Filled with peoples coming and going, toing and froing, it was always a bustle of noise and tumult, and not just to ones ears.

The automatic doors rolled back to admit him, with a whoosh of warm air against his skin. The breath of the building was heady with many trace scents. His nose took them in and as he feet moved assuredly towards the stair he began to catalogue them.

The stress laden smoke of the cigarettes was left behind outside, the peaceful green of the manicured plants about the reception absorbing it.

Next the chemical polish used to clean the counters and floor in this entry area, layered again and again over the many scents of the hurried passage in and out of this space.

Stepping his big frame to the side he moved passed a cadre of nursing staff, all smelling of antibacterial agents and exhaustion. Unseen to all he could not help note one in particular, whose head hung lower than the rest carrying more than just exhaustion.
Stepping carefully passed he allowed his shoulder brush very briefly near. The nurse shuddered to the close passage and straightened up to join in the conversation with the others.

He moved on by.

The first appointment was on the third floor over in the east wing. The room was small and dark as he opened the door softly. Taking off his long coat he folded it over his arm and removed his hat as he stepped inside.

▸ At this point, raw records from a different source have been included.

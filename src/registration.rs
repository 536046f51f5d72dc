/*
Implements:
 - parsing of course registration files (one student per line: `STUDENT_ID|COURSE1,COURSE2,...`)
 - conversion of the registrations into conflicts (two courses taken by the same student conflict)
*/
use std::fs;

use nom::IResult;
use nom::branch::alt;
use nom::bytes::complete::{tag, take_until};
use nom::combinator::rest;
use serde::Serialize;
use tracing::{debug, info};

use crate::error::{Error, Result};
use crate::scheduler::Scheduler;


/** counters of a registration ingestion */
#[derive(Clone, Debug, Default, PartialEq, Eq, Serialize)]
pub struct RegistrationStats {
    /// number of lines read
    pub nb_lines: usize,
    /// lines without any course (no '|' or an empty course field)
    pub nb_skipped: usize,
    /// course registrations added (after removing empty and duplicate courses)
    pub nb_registrations: usize,
}

/// splits a line into (student, courses). Fails if there is no '|'.
/// Only the second field is kept, further fields are ignored.
pub fn read_registration(s:&str) -> IResult<&str, (&str,&str)> {
    let (remaining, student) = take_until("|")(s)?;
    let (remaining, _) = tag("|")(remaining)?;
    let (remaining, courses) = alt((take_until("|"), rest))(remaining)?;
    Ok((remaining, (student, courses)))
}

/** course names of a course field: trimmed, non empty, without duplicates
(first occurrence order) */
pub fn read_courses(courses:&str) -> Vec<&str> {
    let mut res:Vec<&str> = Vec::new();
    for course in courses.split(',').map(|c| c.trim()) {
        if !course.is_empty() && !res.contains(&course) {
            res.push(course);
        }
    }
    res
}

/** adds the courses of every line to the scheduler and a conflict between
every pair of courses taken by the same student. Malformed lines and lines
without any course (e.g. `S1|`) are skipped. */
pub fn parse_registrations(scheduler:&mut Scheduler, content:&str) -> RegistrationStats {
    let mut stats = RegistrationStats::default();
    for (line_number, line) in content.lines().enumerate() {
        stats.nb_lines += 1;
        let courses = match read_registration(line.trim_end_matches('\r')) {
            Ok((_,(_, courses))) => read_courses(courses),
            Err(_) => {
                debug!(line = line_number+1, "skipping line without course field");
                stats.nb_skipped += 1;
                continue;
            }
        };
        if courses.is_empty() {
            debug!(line = line_number+1, "skipping line without courses");
            stats.nb_skipped += 1;
            continue;
        }
        for course in courses.iter() {
            scheduler.add_class(course);
        }
        for (i,c1) in courses.iter().enumerate() {
            for c2 in courses[i+1..].iter() {
                scheduler.add_conflict(c1, c2);
            }
        }
        stats.nb_registrations += courses.len();
    }
    stats
}

/** reads a registration file and adds it to the scheduler.
The whole file is read before parsing: on error, the scheduler is unchanged. */
pub fn read_registrations(scheduler:&mut Scheduler, filename:&str) -> Result<RegistrationStats> {
    let content = fs::read_to_string(filename)
        .map_err(|source| Error::Io { path: filename.into(), source })?;
    let stats = parse_registrations(scheduler, &content);
    info!(
        file = filename,
        lines = stats.nb_lines,
        skipped = stats.nb_skipped,
        courses = scheduler.graph().vertex_count(),
        conflicts = scheduler.graph().edge_count(),
        "registrations read"
    );
    Ok(stats)
}

/** five courses and six conflicts, handy to try the scheduler without a file */
pub fn sample_conflicts(scheduler:&mut Scheduler) {
    for class_name in ["Math101", "CS101", "Physics101", "English101", "History101"].iter() {
        scheduler.add_class(class_name);
    }
    scheduler.add_conflict("Math101", "CS101");
    scheduler.add_conflict("Math101", "Physics101");
    scheduler.add_conflict("Math101", "English101");
    scheduler.add_conflict("CS101", "History101");
    scheduler.add_conflict("Physics101", "History101");
    scheduler.add_conflict("English101", "History101");
}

This room smelt of must and the stale sweat of the occupant. The curtains were closed forcing a darkness upon the room. His eyes roamed about the space and he took in the sparseness of the place. A small sink set beside a small partitioned toilet, a slim wardrobe that could not hold more than one set of clothes. A single slim hospital bed, a small bedside cupboard and beside it one unused chair.

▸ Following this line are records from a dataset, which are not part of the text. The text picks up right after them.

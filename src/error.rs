use std::path::PathBuf;

use thiserror::Error;

/// errors raised while building, coloring or exporting a schedule
#[derive(Debug, Error)]
pub enum Error {
    /// the registration file could not be read
    #[error("unable to read {path}: {source}")]
    Io {
        /// file that was read
        path: PathBuf,
        /// underlying error
        #[source]
        source: std::io::Error,
    },

    /// a result file could not be written
    #[error("unable to write {path}: {source}")]
    Export {
        /// file that was written
        path: PathBuf,
        /// underlying error
        #[source]
        source: std::io::Error,
    },

    /// statistics could not be serialized
    #[error("unable to serialize statistics: {0}")]
    Json(#[from] serde_json::Error),

    /// the conflict repair did not reach a fixed point.
    /// This is a defect of the coloring procedure, not of the input.
    #[error("conflict repair stalled after {passes} passes ({conflicts} conflicting edges left)")]
    RepairStalled {
        /// number of edge scans performed
        passes: usize,
        /// conflicting edges remaining
        conflicts: usize,
    },

    /// a command line parameter has an invalid value
    #[error("invalid value '{value}' for parameter '{name}'")]
    InvalidParameter {
        /// parameter name
        name: String,
        /// value given
        value: String,
    },
}

/// result type of the crate
pub type Result<T> = std::result::Result<T, Error>;
//! Exam timetabling as a Graph Coloring problem

// #![warn(clippy::all, clippy::pedantic)]
// useful additional warnings if docs are missing, or crates imported but unused, etc.
#![warn(missing_debug_implementations)]
#![warn(missing_docs)]
#![warn(trivial_casts, trivial_numeric_casts)]
#![warn(unsafe_code)]
#![warn(unused_extern_crates)]
#![warn(variant_size_differences)]

// not sure if already by default in clippy
#![warn(clippy::similar_names)]
#![warn(clippy::shadow_unrelated)]
#![warn(clippy::shadow_same)]
#![warn(clippy::shadow_reuse)]


/// coloring instance base trait, solutions and checker
pub mod color;

/// conflict graph between courses
pub mod graph;

/// error type of the crate
pub mod error;

/// coloring algorithms
pub mod search;

/// exam scheduler (conflict graph + coloring + schedule views)
pub mod scheduler;

/// read course registration files
pub mod registration;

/// repeated colorings keeping the smallest number of slots
pub mod trials;

/// helper and utility methods for executables
pub mod util;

Silent and unseen he moved over to the seat, and settled down into it. The visit had begun, but would not last long.
The occupant was old, age having weathered their skin and taken the strength of their limbs. They lay back propped upon the pillows, eyes closed and breathing shallow.
He moved his eyes from the patient to the bedside cupboard. A jug of water and an untouched beaker were all it held. No pictures. No flowers. No keepsakes or mementos.

Returning his gaze to the patient he sat and waited, wondering over their life and their choices and what stories would never be told again.
The last breath was naught but a whisper as it left the body. No big gasp. No fanfare farewell. No one but him to witness.

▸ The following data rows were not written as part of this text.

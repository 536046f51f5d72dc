use std::cmp::{Ordering, Reverse, Ord};

use priority_queue::PriorityQueue;
use bit_set::BitSet;
use fastrand::Rng;
use tracing::debug;

use crate::color::{ColoringInstance, VertexId, name_ranks};

#[derive(PartialEq, Eq)]
struct DSatInfo {
    dsat: usize,
    degree: usize,
    /// smaller names first
    rank: Reverse<usize>,
}

impl Ord for DSatInfo {
    fn cmp(&self, other: &Self) -> Ordering {
        self.dsat.cmp(&other.dsat)
            .then_with(|| self.degree.cmp(&other.degree))
            .then_with(|| self.rank.cmp(&other.rank))
    }
}

// `PartialOrd` needs to be implemented as well.
impl PartialOrd for DSatInfo {
    fn partial_cmp(&self, other: &Self) -> Option<Ordering> {
        Some(self.cmp(other))
    }
}

/** implements a greedy DSATUR algorithm.
    1. choose an uncolored vertex that sees the most colors (break ties by the largest degree,
       then by name)
    2. give it the first color available
    3. mark all its neighbors seeing this color
    4. repeat until every vertex is colored
A vertex is only colored with a color none of its colored neighbors has, so the
result is always valid.

parameters:
 - inst: reference to an instance
 - rng: if given, the very first vertex is drawn uniformly instead

returns colors[v] for every vertex v.
*/
pub fn greedy_dsatur(inst:&dyn ColoringInstance, rng:Option<&mut Rng>) -> Vec<usize> {
    let n:usize = inst.nb_vertices();
    let ranks = name_ranks(inst);
    let mut remaining_vertices:PriorityQueue<VertexId, DSatInfo> = PriorityQueue::new();
    for i in 0..n {
        remaining_vertices.push(i, DSatInfo { dsat:0, degree:inst.degree(i), rank:Reverse(ranks[i]) });
    }
    let mut first_vertex:Option<VertexId> = match rng {
        Some(rng) if n > 0 => Some(rng.usize(0..n)),
        _ => None,
    };
    if let Some(v) = first_vertex {
        remaining_vertices.remove(&v);
    }
    let mut colors:Vec<Option<usize>> = vec![None ; n]; // colors[v] -> color assigned to vertex v
    let mut adj_colors:Vec<BitSet> = vec![BitSet::default() ; n]; // adj_colors[n] -> colors n sees
    let mut nb_colored:usize = 0;
    loop {
        // get current vertex
        let current_vertex = match first_vertex.take() {
            Some(v) => v,
            None => match remaining_vertices.pop() {
                None => break,
                Some(v) => v.0
            }
        };
        // assign it a color
        let mut color:usize = 0;
        while adj_colors[current_vertex].contains(color) { color += 1; }
        colors[current_vertex] = Some(color);
        nb_colored += 1;
        // update saturation degree information
        for conflict_vertex in inst.neighbors(current_vertex).iter()
        .filter(|conflict_vertex| colors[**conflict_vertex].is_none()) {
            if !adj_colors[*conflict_vertex].contains(color) {
                adj_colors[*conflict_vertex].insert(color);
                remaining_vertices.change_priority_by(conflict_vertex, |p| {p.dsat += 1;} );
            }
        }
    }
    debug!(nb_colored, "DSATUR finished");
    colors.into_iter().flatten().collect()
}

Standing slowly, he drew back the curtains and allowed the grey light fill the room. Reaching his big hand over he turned the handle and opened the window. The crisp fresh air came in, and the scents of the room passed out.

Silent and unseen he stepped around the empty vessel without another glance and left the dying room closing the door behind him. Straightening most of the slump from his shoulders he turned down the corridor.

He moved on by.

The next appointment was second floor and through a secure nursing station. Stepping through and around the desk was no challenge as he strolled unseen by the beleaguered and swamped staff.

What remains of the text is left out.